Research Paper Volume 13, Issue 3 pp 4674—4695

Integrated analysis of microRNA and mRNA expression profiling identifies BAIAP3 as a novel target of dysregulated hsa-miR-1972 in age-related white matter lesions

Wen-Qing Huang1,2, *, , Qing Lin3,4,5,6, *, , Shuai Chen7,8, *, , Lixiang Sun2, *, , Qingjie Chen9, , Kehui Yi3,10, , Zhi Li2, , Qilin Ma3,4,5,6, &, , Chi-Meng Tzeng2,11, ,

  • 1 Shanghai Institute of Precision Medicine (SHIPM), Ninth People’s Hospital, Shanghai Jiao Tong University School of Medicine, Shanghai, China
  • 2 Translational Medicine Research Center (TMRC), School of Pharmaceutical Sciences, Xiamen University, Xiamen, Fujian, China
  • 3 Department of Neurology, The First Affiliated Hospital of Xiamen University, Xiamen, Fujian, China
  • 4 Xiamen Key Laboratory of Brain Center, The First Affiliated Hospital of Xiamen University, Xiamen, Fujian, China
  • 5 School of Medicine, Xiamen University, Xiamen, Fujian, China
  • 6 The First Clinical College of Fujian Medical University, Fuzhou, Fujian, China
  • 7 Department of Otolaryngology-Head and Neck Surgery, Xiamen Key Laboratory of Otolaryngology-Head and Neck Surgery, The First Affiliated Hospital of Xiamen University, Xiamen, Fujian, China
  • 8 Chen Zhi-nan Academician Workstation, Institute of Basic and Translational Medicine, Xi’an Medical University, Xi’an, Shanxi, China
  • 9 Department of Nuclear Medicine, The First Affiliated Hospital of Nanchang University, Nanchang, Jiangxi, China
  • 10 Department of Neurology, Zhongshan Xiamen Hospital, Fudan University, Xiamen, Fujian, China
  • 11 College of Pharmaceutical Sciences, Nanjing Tech University, Nanjing, Jiangsu, China
* Equal contribution

Received: August 12, 2020       Accepted: November 18, 2020       Published: February 9, 2021      

https://doi.org/10.18632/aging.202562
How to Cite
This article has been corrected.

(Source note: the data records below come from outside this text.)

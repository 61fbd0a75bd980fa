use crate::errors::ApiError;
use crate::keys::Jwks;
use crate::openapi::AUTH_TAG;
use crate::state::AppState;
use crate::token::BEARER;
use axum::{extract::State, http::StatusCode, response::IntoResponse, routing::get, routing::post, Json, Router};
use serde::{Deserialize, Serialize};
use utoipa::ToSchema;
use uuid::Uuid;

#[derive(Debug, Deserialize, ToSchema)]
pub struct LoginRequest {
    pub identifier: String,
    pub password: String,
}

#[derive(Debug, Serialize, ToSchema)]
#[serde(rename_all = "camelCase")]
pub struct LoginResponse {
    pub user_id: Uuid,
    pub access_token: String,
    pub refresh_token: String,
    pub token_type: &'static str,
    pub expires_in: u64,
}

#[derive(Debug, Deserialize, ToSchema)]
#[serde(rename_all = "camelCase")]
pub struct RefreshRequest {
    pub refresh_token: String,
}

#[derive(Debug, Serialize, ToSchema)]
#[serde(rename_all = "camelCase")]
pub struct RefreshResponse {
    pub access_token: String,
    pub token_type: &'static str,
    pub expires_in: u64,
}

#[derive(Debug, Deserialize, ToSchema)]
#[serde(rename_all = "camelCase")]
pub struct LogoutRequest {
    pub user_id: Uuid,
}

/// Authenticate with a credential pair and receive a token pair
#[utoipa::path(
    post,
    path = "/api/v1/auth/login",
    tag = AUTH_TAG,
    request_body = LoginRequest,
    responses(
        (status = 200, description = "Authenticated", body = LoginResponse),
        (status = 401, description = "Invalid credentials"),
        (status = 403, description = "User is not active"),
        (status = 429, description = "Too many attempts for this identifier")
    )
)]
async fn login(
    State(state): State<AppState>,
    Json(request): Json<LoginRequest>,
) -> Result<Json<LoginResponse>, ApiError> {
    let outcome = state
        .lifecycle
        .login(&request.identifier, &request.password)
        .await?;
    Ok(Json(LoginResponse {
        user_id: outcome.user_id,
        access_token: outcome.access_token,
        refresh_token: outcome.refresh_token,
        token_type: BEARER,
        expires_in: outcome.expires_in,
    }))
}

/// Exchange a refresh token for a new access token
#[utoipa::path(
    post,
    path = "/api/v1/auth/refresh",
    tag = AUTH_TAG,
    request_body = RefreshRequest,
    responses(
        (status = 200, description = "New access token issued", body = RefreshResponse),
        (status = 401, description = "Refresh token invalid, revoked or unknown")
    )
)]
async fn refresh(
    State(state): State<AppState>,
    Json(request): Json<RefreshRequest>,
) -> Result<Json<RefreshResponse>, ApiError> {
    let outcome = state.lifecycle.refresh(&request.refresh_token).await?;
    Ok(Json(RefreshResponse {
        access_token: outcome.access_token,
        token_type: BEARER,
        expires_in: outcome.expires_in,
    }))
}

/// Invalidate the user's refresh token; repeatable without error
#[utoipa::path(
    post,
    path = "/api/v1/auth/logout",
    tag = AUTH_TAG,
    request_body = LogoutRequest,
    responses(
        (status = 204, description = "Logged out")
    )
)]
async fn logout(
    State(state): State<AppState>,
    Json(request): Json<LogoutRequest>,
) -> Result<StatusCode, ApiError> {
    state.lifecycle.logout(request.user_id).await?;
    Ok(StatusCode::NO_CONTENT)
}

/// Public verification keys in JWK set form
#[utoipa::path(
    get,
    path = "/auth/.well-known/jwks.json",
    tag = AUTH_TAG,
    responses(
        (status = 200, description = "JWK set", body = Jwks)
    )
)]
async fn jwks(State(state): State<AppState>) -> impl IntoResponse {
    Json(state.keys.jwks().clone())
}

pub fn router() -> Router<AppState> {
    Router::new()
        .route("/api/v1/auth/login", post(login))
        .route("/api/v1/auth/refresh", post(refresh))
        .route("/api/v1/auth/logout", post(logout))
        .route("/auth/.well-known/jwks.json", get(jwks))
}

See Correction. Aging (Albany NY). 2021; 13:15688-15689 . https://doi.org/10.18632/aging.203217  PMID: 34127571

Copyright: © 2021 Huang et al. This is an open access article distributed under the terms of the Creative Commons Attribution License (CC BY 3.0), which permits unrestricted use, distribution, and reproduction in any medium, provided the original author and source are credited.

Abstract

White matter lesions known as leukoaraiosis (LA) are cerebral white matter hyperintensities observed in elderly individuals. Currently, no reliable molecular biomarkers are available for monitoring their progression over time. To identify biomarkers for the onset and progression of LA, we analyzed whole blood-based, microRNA expression profiles of leukoaraiosis, validated those exhibiting significant microRNA changes in clinical subjects by means of quantitative real-time polymerase chain reactions and determined the function of miRNA in cell lines by means of microRNA mimic transfection assays. A total of seven microRNAs were found to be significantly down-regulated in leukoaraiosis. Among the microRNAs, hsa-miR-1972 was downregulated during the early onset phase of leukoaraiosis, as confirmed in independent patients, and it was found to target leukoaraiosis-dependent BAIAP3, decreasing its expression in 293T cell lines. Functional enrichment analysis revealed that significantly dysregulated miRNAs-mRNAs changes associated with the onset of leukoaraiosis were involved in neurogenesis, neuronal development, and differentiation. Taken together, the study identified a set of candidate microRNA biomarkers that may usefully monitor the onset and progression of leukoaraiosis. Given the enrichment of leukoaraiosis-associated microRNAs and mRNAs in neuron part and membrane system, BAIAP3 could potentially represent a novel target of hsa-miR-1972 in leukoaraiosis through which microRNAs are involved in the pathogenesis of white matter lesions.

Abbreviations

BBB: blood-brain barrier; BDNF: brain-derived neurotrophic factor; CNS: central nervous system; DCV: dense-core vesicle exocytosis; LA: leukoaraiosis; miRNA: microRNA; MRI: magnetic resonance imaging; MUT: mutant-type; NC: negative control; SNPs: single nucleotide polymorphisms; WMH: white matter hyperintensities; WML: white matter lesions; WT: wild-type.